##### Data supplied #####
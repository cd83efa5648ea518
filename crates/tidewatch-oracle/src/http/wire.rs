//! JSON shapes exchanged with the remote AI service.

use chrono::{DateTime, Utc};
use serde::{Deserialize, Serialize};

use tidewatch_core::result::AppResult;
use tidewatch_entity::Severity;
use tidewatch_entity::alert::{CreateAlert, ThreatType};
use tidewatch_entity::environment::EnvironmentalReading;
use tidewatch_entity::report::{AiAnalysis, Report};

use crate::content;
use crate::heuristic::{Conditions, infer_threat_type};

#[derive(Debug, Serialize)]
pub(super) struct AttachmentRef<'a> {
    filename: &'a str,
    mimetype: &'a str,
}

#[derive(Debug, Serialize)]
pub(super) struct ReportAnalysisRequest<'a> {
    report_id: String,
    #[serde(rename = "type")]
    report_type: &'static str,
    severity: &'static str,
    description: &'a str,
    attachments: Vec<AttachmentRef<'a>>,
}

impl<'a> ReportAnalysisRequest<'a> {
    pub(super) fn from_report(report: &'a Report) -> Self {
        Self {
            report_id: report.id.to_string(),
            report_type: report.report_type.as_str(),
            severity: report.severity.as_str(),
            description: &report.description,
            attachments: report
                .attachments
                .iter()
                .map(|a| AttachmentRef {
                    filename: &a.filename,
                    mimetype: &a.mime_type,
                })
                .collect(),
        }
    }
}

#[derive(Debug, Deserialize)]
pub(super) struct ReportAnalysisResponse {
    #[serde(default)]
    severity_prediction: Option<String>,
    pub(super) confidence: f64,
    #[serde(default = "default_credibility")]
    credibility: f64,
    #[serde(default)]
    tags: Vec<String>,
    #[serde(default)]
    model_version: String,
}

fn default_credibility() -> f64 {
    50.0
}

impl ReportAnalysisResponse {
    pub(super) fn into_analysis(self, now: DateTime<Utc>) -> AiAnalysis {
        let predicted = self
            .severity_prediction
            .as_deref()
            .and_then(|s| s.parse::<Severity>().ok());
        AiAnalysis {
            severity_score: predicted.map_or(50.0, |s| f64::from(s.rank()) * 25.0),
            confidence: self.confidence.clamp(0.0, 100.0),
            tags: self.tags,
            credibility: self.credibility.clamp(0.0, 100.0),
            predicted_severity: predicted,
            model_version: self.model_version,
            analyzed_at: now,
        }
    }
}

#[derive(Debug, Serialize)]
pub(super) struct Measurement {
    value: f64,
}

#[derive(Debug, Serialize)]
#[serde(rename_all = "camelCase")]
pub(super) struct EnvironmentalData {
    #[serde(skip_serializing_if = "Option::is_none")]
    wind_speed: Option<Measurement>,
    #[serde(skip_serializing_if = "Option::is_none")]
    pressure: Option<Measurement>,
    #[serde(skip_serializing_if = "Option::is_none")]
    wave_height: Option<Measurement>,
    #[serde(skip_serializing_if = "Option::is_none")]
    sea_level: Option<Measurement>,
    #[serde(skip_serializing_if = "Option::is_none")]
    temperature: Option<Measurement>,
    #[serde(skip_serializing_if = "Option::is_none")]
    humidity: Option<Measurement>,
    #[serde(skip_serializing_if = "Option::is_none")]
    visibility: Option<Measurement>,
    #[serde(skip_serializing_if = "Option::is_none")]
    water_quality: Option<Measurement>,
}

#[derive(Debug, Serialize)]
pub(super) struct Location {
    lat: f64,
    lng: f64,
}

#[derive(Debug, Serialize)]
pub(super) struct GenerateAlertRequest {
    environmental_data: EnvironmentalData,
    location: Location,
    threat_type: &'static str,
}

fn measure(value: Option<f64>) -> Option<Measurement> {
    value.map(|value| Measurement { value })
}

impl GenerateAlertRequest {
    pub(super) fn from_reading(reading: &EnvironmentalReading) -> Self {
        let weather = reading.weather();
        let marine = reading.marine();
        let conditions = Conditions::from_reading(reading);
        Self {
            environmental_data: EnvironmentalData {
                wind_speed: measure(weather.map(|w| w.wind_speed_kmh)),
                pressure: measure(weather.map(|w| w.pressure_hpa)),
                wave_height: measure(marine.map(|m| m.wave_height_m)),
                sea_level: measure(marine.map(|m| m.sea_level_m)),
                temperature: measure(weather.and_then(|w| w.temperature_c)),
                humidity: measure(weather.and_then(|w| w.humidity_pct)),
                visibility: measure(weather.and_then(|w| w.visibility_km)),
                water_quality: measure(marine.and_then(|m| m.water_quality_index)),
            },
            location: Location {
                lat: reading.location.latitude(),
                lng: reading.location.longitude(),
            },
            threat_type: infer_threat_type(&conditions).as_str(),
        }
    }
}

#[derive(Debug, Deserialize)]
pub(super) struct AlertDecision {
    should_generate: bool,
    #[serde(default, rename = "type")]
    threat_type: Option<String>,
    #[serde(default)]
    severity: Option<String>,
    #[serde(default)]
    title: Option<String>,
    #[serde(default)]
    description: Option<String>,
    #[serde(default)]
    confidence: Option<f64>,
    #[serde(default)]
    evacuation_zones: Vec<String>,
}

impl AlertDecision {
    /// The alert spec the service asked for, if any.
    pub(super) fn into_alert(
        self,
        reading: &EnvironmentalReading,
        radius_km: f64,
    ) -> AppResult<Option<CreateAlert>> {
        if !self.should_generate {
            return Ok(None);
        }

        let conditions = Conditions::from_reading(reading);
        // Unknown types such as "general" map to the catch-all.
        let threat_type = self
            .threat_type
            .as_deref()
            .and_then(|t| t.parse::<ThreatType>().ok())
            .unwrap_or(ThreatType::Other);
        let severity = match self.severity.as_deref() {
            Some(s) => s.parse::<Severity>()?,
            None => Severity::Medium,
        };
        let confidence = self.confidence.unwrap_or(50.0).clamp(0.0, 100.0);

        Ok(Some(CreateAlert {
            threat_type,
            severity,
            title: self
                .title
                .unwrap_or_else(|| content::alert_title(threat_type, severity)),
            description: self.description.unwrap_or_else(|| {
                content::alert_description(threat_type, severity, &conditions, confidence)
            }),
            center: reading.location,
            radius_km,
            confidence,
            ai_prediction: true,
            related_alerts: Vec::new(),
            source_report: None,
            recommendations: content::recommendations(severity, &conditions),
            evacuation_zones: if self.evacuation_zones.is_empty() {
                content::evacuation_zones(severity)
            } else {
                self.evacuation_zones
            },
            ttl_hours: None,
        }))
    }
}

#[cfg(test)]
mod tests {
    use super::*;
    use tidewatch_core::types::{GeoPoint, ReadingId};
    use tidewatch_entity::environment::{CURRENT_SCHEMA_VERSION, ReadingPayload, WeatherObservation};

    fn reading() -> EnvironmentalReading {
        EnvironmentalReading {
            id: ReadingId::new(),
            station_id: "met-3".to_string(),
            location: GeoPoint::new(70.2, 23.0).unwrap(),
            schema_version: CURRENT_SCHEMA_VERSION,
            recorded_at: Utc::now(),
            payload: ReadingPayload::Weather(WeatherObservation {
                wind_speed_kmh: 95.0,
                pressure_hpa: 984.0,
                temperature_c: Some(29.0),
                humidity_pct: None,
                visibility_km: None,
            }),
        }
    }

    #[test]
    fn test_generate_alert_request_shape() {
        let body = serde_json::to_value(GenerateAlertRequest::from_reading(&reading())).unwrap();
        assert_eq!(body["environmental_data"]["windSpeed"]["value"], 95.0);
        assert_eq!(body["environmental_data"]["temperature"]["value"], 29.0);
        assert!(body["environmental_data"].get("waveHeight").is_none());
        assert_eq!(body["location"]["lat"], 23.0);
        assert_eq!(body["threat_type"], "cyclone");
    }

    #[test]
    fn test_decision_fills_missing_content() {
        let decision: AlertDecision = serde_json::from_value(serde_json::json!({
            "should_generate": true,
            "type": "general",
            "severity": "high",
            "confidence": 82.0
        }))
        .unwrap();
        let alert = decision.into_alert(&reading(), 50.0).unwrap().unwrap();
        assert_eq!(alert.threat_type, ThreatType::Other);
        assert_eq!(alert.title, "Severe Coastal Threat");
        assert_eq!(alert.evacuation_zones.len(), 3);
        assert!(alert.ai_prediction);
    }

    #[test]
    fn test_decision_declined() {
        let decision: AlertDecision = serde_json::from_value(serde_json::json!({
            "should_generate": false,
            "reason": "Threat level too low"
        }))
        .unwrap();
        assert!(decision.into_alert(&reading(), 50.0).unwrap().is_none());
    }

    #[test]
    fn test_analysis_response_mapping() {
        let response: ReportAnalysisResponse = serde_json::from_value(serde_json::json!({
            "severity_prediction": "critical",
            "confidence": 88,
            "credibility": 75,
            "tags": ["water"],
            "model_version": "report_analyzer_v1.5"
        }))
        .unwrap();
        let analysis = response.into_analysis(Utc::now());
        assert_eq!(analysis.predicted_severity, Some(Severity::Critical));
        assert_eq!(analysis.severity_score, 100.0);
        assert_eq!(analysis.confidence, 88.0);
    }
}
#####
■ **Exercise**
An exact, line-for-line copy is required: from the line containing "let response: ReportAnalysisResponse" through the final line of the listing above, both included, with nothing else.

■ **Task result**
        let response: ReportAnalysisResponse = serde_json::from_value(serde_json::json!({
            "severity_prediction": "critical",
            "confidence": 88,
            "credibility": 75,
            "tags": ["water"],
            "model_version": "report_analyzer_v1.5"
        }))
        .unwrap();
        let analysis = response.into_analysis(Utc::now());
        assert_eq!(analysis.predicted_severity, Some(Severity::Critical));
        assert_eq!(analysis.severity_score, 100.0);
        assert_eq!(analysis.confidence, 88.0);
    }
}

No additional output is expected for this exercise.